Kira is a former staff member at PAN.
Kira Haug worked with member group ASK Wellness in Kamloops for many years. Kira was part of the PAN team working on the Human Rights Education Project.
What first piqued your interest in the HIV and hepatitis C sector?
In 2009 I started working for ASK Wellness in Kamloops, BC. I was supporting people who were self-employed in survival sex work in a program called SHOP (Social and Health Options for people who do survival Sex work). After 6 months, I moved into a full-time health navigation role for people living with HIV/AIDS and or hepatitis C, and realized that this new role would shape my work and knowledge for the next 9 years. Living in a smaller city surrounded by rural communities began to inform my role in navigation. I would become a bridge to equitable service access. Living with HIV/AIDS in a township of 500 and not having internet or a vehicle meant that self-care couldn’t be done. I supported both urban and rural community members to receive testing, counseling, treatment, and care across the determinants of health while supporting their diagnosis. I would travel with newly diagnosed patients from Kamloops to Vancouver and work with the teams at St. Paul’s hospital.

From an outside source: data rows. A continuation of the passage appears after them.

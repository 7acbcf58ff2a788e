//! CSV export downloads and content library (JSON) import.

use askama::Template;
use axum::extract::{Multipart, State};
use axum::http::{header, StatusCode};
use axum::response::{Html, IntoResponse, Redirect, Response};
use axum_extra::extract::CookieJar;
use chrono::Utc;

use crate::content;
use crate::db::{self, LogOnError};
use crate::domain::Library;
use crate::export;
use crate::state::AppState;

use super::{current_user, error_page};

#[derive(Template)]
#[template(path = "export.html")]
pub struct ExportTemplate {
  pub username: String,
  pub card_count: usize,
  pub progress_count: usize,
}

pub async fn export_page(State(state): State<AppState>, jar: CookieJar) -> Response {
  let Some(username) = current_user(&jar) else {
    return Redirect::to("/").into_response();
  };

  let conn = match db::try_lock(&state.db) {
    Ok(conn) => conn,
    Err(_) => return error_page().into_response(),
  };

  let card_count = db::get_all_cards(&conn, &username)
    .log_warn_default("Failed to load cards")
    .len();
  let progress_count = db::get_progress_rows(&conn, &username)
    .log_warn_default("Failed to load progress")
    .len();

  let template = ExportTemplate {
    username,
    card_count,
    progress_count,
  };
  Html(template.render().unwrap_or_default()).into_response()
}

pub async fn export_cards_csv(State(state): State<AppState>, jar: CookieJar) -> Response {
  let Some(username) = current_user(&jar) else {
    return Redirect::to("/").into_response();
  };

  let cards = {
    let conn = match db::try_lock(&state.db) {
      Ok(conn) => conn,
      Err(_) => return error_page().into_response(),
    };
    match db::get_all_cards(&conn, &username) {
      Ok(cards) => cards,
      Err(e) => {
        tracing::warn!("Card export failed: {}", e);
        return (StatusCode::INTERNAL_SERVER_ERROR, "Export failed").into_response();
      }
    }
  };

  match export::cards_csv(&cards) {
    Ok(body) => csv_download(&format!("srs_cards_{}_{}", username, today_stamp()), body),
    Err(e) => {
      tracing::warn!("Card export failed: {}", e);
      (StatusCode::INTERNAL_SERVER_ERROR, "Export failed").into_response()
    }
  }
}

pub async fn export_progress_csv(State(state): State<AppState>, jar: CookieJar) -> Response {
  let Some(username) = current_user(&jar) else {
    return Redirect::to("/").into_response();
  };

  let rows = {
    let conn = match db::try_lock(&state.db) {
      Ok(conn) => conn,
      Err(_) => return error_page().into_response(),
    };
    match db::get_progress_rows(&conn, &username) {
      Ok(rows) => rows,
      Err(e) => {
        tracing::warn!("Progress export failed: {}", e);
        return (StatusCode::INTERNAL_SERVER_ERROR, "Export failed").into_response();
      }
    }
  };

  match export::progress_csv(&rows) {
    Ok(body) => csv_download(&format!("progress_{}_{}", username, today_stamp()), body),
    Err(e) => {
      tracing::warn!("Progress export failed: {}", e);
      (StatusCode::INTERNAL_SERVER_ERROR, "Export failed").into_response()
    }
  }
}

fn today_stamp() -> String {
  Utc::now().format("%Y%m%d").to_string()
}

fn csv_download(stem: &str, body: String) -> Response {
  (
    [
      (header::CONTENT_TYPE, "text/csv; charset=utf-8".to_string()),
      (
        header::CONTENT_DISPOSITION,
        format!("attachment; filename=\"{}.csv\"", stem),
      ),
    ],
    body,
  )
    .into_response()
}

#[derive(Template)]
#[template(path = "import.html")]
pub struct ImportTemplate {
  pub message: String,
  pub has_message: bool,
  pub error: String,
  pub has_error: bool,
}

pub async fn import_page() -> impl IntoResponse {
  let template = ImportTemplate {
    message: String::new(),
    has_message: false,
    error: String::new(),
    has_error: false,
  };
  Html(template.render().unwrap_or_default())
}

/// POST /import - replace data.json with an uploaded file.
///
/// The upload is deserialized first; nothing on disk changes unless the
/// whole file parses.
pub async fn import_submit(State(state): State<AppState>, mut multipart: Multipart) -> Response {
  let mut uploaded = None;

  loop {
    match multipart.next_field().await {
      Ok(Some(field)) => {
        if field.name() == Some("file") {
          match field.bytes().await {
            Ok(bytes) => uploaded = Some(bytes),
            Err(e) => return import_result(None, Some(format!("Upload failed: {}", e))),
          }
        }
      }
      Ok(None) => break,
      Err(e) => return import_result(None, Some(format!("Upload failed: {}", e))),
    }
  }

  let Some(bytes) = uploaded else {
    return import_result(None, Some("Choose a JSON file first.".to_string()));
  };

  let library: Library = match serde_json::from_slice(&bytes) {
    Ok(library) => library,
    Err(e) => return import_result(None, Some(format!("Not a valid content file: {}", e))),
  };

  if let Err(e) = content::save_library(&state.data_file, &library) {
    tracing::warn!("Could not persist imported library: {}", e);
    return import_result(None, Some("Could not write the content file.".to_string()));
  }

  let summary = format!(
    "Imported {} book(s), {} lesson(s), {} seed card(s), {} test(s).",
    library.books.len(),
    library.total_lessons(),
    library.srs_cards.len(),
    library.tests.len()
  );

  match state.library.write() {
    Ok(mut current) => *current = library,
    Err(_) => {
      return import_result(None, Some("Content reloaded on next restart.".to_string()))
    }
  }

  import_result(Some(summary), None)
}

fn import_result(message: Option<String>, error: Option<String>) -> Response {
  let template = ImportTemplate {
    has_message: message.is_some(),
    message: message.unwrap_or_default(),
    has_error: error.is_some(),
    error: error.unwrap_or_default(),
  };
  Html(template.render().unwrap_or_default()).into_response()
}
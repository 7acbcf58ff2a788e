//! Test utilities: database setup and a CardStore test double.

use chrono::NaiveDate;
use rusqlite::Connection;
use std::path::Path;
use tempfile::TempDir;

use crate::domain::SrsCard;
use crate::srs::{CardStore, SrsError};

/// Test environment with a migrated progress.db in a temporary directory.
pub struct TestEnv {
    /// Temporary directory (kept alive for database file persistence)
    pub temp: TempDir,
    pub conn: Connection,
}

impl TestEnv {
    pub fn new() -> rusqlite::Result<Self> {
        let temp =
            TempDir::new().map_err(|e| rusqlite::Error::ToSqlConversionFailure(Box::new(e)))?;

        let db_path = temp.path().join("progress.db");
        let conn = Connection::open(&db_path)?;
        crate::db::run_migrations(&conn)?;

        Ok(Self { temp, conn })
    }

    /// Get the temporary directory path for creating test files.
    pub fn path(&self) -> &Path {
        self.temp.path()
    }
}

/// In-memory `CardStore` preserving insertion order.
#[derive(Debug, Default)]
pub struct MemoryStore {
    cards: Vec<SrsCard>,
}

impl CardStore for MemoryStore {
    fn upsert(&mut self, card: &SrsCard) -> Result<(), SrsError> {
        match self
            .cards
            .iter_mut()
            .find(|c| c.owner == card.owner && c.front == card.front)
        {
            Some(existing) => *existing = card.clone(),
            None => self.cards.push(card.clone()),
        }
        Ok(())
    }

    fn get(&self, owner: &str, front: &str) -> Result<Option<SrsCard>, SrsError> {
        Ok(
            self
                .cards
                .iter()
                .find(|c| c.owner == owner && c.front == front)
                .cloned(),
        )
    }

    fn update(&mut self, card: &SrsCard) -> Result<(), SrsError> {
        self.upsert(card)
    }

    fn due(&self, owner: &str, today: NaiveDate) -> Result<Vec<SrsCard>, SrsError> {
        Ok(
            self
                .cards
                .iter()
                .filter(|c| c.owner == owner && c.is_due(today))
                .cloned()
                .collect(),
        )
    }

    fn all(&self, owner: &str) -> Result<Vec<SrsCard>, SrsError> {
        Ok(
            self
                .cards
                .iter()
                .filter(|c| c.owner == owner)
                .cloned()
                .collect(),
        )
    }
}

I will never forget the first time a patient who had a viral load of 1 million and a CD4 count of 199- four months previously, received confirmation from St. Pauls that she was now undetectable. We drove out of Vancouver with the music loud, windows open, laughing and crying at the same time! That was a changing day for us both and I know that this is where my passion for this work manifested, in this drive home from Vancouver with a powerful and nurturing woman who would be able to be a mother to her many children for a very long time.
This work is rooted in human justice, dignity and self-determination.
On the other side of this, I have had the privilege to know and then sadly, say goodbye to more people than I care to count. These losses rippled through our community, front line agencies and most profoundly, their families and friends. They cannot be replaced but they will be forever in our hearts.
In 2011, our agency spearheaded a humanitarian trip to Swaziland, South Africa where more than half of the population was living with HIV/AIDS (mostly without access to ARV therapy), grandmothers were raising children and access to services was scarce. We built a three-room school, worked at an orphanage for a week and provided health navigation (with a BC chief medical health officer) to rural Swazi families who were living positive to Mbabane Hospital to begin ARV therapies. This experience gave me such gratitude for being born in Canada. It gave a perspective that although our systems are not perfect they are superior to some. Gratitude goes a long way, the Swazi people we met were champions of resiliency, kindness, and joy.
This year, on March 1st I began my new adventure with PAN as the Human Rights Education Project Manager. I am so excited to be a part of an agency and community that has been a part of my ongoing education throughout the years. I look forward to what lay ahead for our team, our communities and the people who need a bridge to cross over to equity and equality of care.
What role do you think HIV and hepatitis C research plays in the real world?
Research has saved lives and improved the quality of life of those living with HIV and or hep C. Over the years, I was privileged to support many wonderful people through their journey as a positive person. When I first started this work, folks who were taking their ARVs were struggling with terrible side effects. People who were positive with hep C had challenges to even receive treatment, and if they did, they were sick for a year or more with only a 55% chance of clearing the virus. Today, people who are on ARV therapy are undetectable, healthier and can look forward to long a life. In the past 2 years, more people have cleared their hep C virus with increased access to treatments, in as little as 12-18 weeks (without devastating side effects). Research has informed community stakeholders about gaps in services, socio-economic considerations, moving trends, stigma and discrimination issues and the positive and negative outcomes of all determinants of health. This information changes how we as community support, advocate, react and pursue better health outcomes for all people who have impacted, afflicted or infected with a blood-borne virus.
How do you engage the community in your work?
All of my work to date has been front line, and for the people who desire and direct it. Person-centered care acknowledges individuality, a unique story and their inherent right to health, education, liberty, and self-determination. Peers with lived experience inform our practices and give us the insight to engage people in a meaningful way. Those voices carry me forward. The work I engage in, and why I do it, is to improve health outcomes for people who are disenfranchized from the greater community. From an education standpoint, I am passionate about igniting compassion and empathy by humanizing hard topics, like inclusion and human rights. We can address an issue for those experiencing it but we also need to continue to pound through stigma and discrimination with knowledge and translation for the those who do not relate. Fear inflames stigma. Knowledge informs fear.
If you had unlimited funds, which areas of research would you invest in?
Food security, global warming, and environmental sustainability, social justice in relation to determinants of health, harm reduction, and housing in relation to improving health outcomes.
If you were able to choose, what is the natural talent you’d like to be gifted with?
This is a hard one. I would want to play piano, like Billy Joel, Harry Connick Junior, Tori Amos or Elton John.